On the misty ocean, the ships sailing between the clouds and water are often “escorted” by a large group of seagulls. Sometimes they hover on the ship’s side, sometimes they fight against the clear sky. Against the blue water and silver flowers, they are vigorous and lovely, adding vitality to the lonely journey.
People say that seagulls escort ships, which is a kind of rich language. In fact, the brain of seagull has not developed to this extent, and it can not make a friendly expression to human beings.
Scientists always regard the relationship between biology and natural environment as the starting point of thinking. The first thing they think about is the food for the seagulls. Seagulls eat small animals such as fish and shrimps in the sea. It’s not easy to catch these animals. Since the ship passed the sea, the seagull found that there are often fish and shrimp floating to the sea after the ship. Then they followed the ship in an attempt to get food It’s a little bit of cleverness that the environment gives them. After the ship has sailed, the big propeller keeps turning over the surging waves, which will make the fish and shrimp on the surface of the sea dizzy. Some of them are rolled to the sea by the waves, just like a special table of delicious food for the seagulls. Can the seagulls not enjoy it? That’s the real reason why the seagulls accompany the ship on the voyage. Before long, scientists revealed the deeper and more secret reason of seagull escort from the aspect of aerodynamics.

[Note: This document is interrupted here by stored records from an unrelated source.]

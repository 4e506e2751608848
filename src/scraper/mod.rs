mod problem;
pub mod text;

pub use problem::UsacoLayout;

use crate::document::ProblemDocument;
use crate::error::{Result, ScraperError};
use scraper::{Html, Selector};

/// Site-specific rules for pulling a problem out of a parsed page.
///
/// Everything that depends on the target site's markup lives behind this
/// trait; a layout change only touches the implementation.
pub trait ProblemLayout {
    fn extract(&self, document: &Html, source_url: Option<&str>) -> Result<ProblemDocument>;
}

pub struct Scraper {
    document: Html,
}

impl Scraper {
    pub fn new(html: &str) -> Self {
        Self {
            document: Html::parse_document(html),
        }
    }

    pub fn extract<L: ProblemLayout + ?Sized>(
        &self,
        layout: &L,
        source_url: Option<&str>,
    ) -> Result<ProblemDocument> {
        layout.extract(&self.document, source_url)
    }
}

pub(crate) fn selector(css: &str) -> Result<Selector> {
    Selector::parse(css).map_err(|e| ScraperError::SelectorError(e.to_string()).into())
}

The air mass flowing in the air, after being blocked by obstacles, will form a rising air flow When the ship is running on the broad sea, the continuous collision between the ship body and the flowing air mass will form a rising air flow. The seagull can use this updraft to fly, which can save a lot of physical strength. It can float on the airflow without any effort and let the airflow hold it flying. Of course, the seagull will not understand the profound principle of aerodynamics, but it has already made full use of this natural law to serve itself.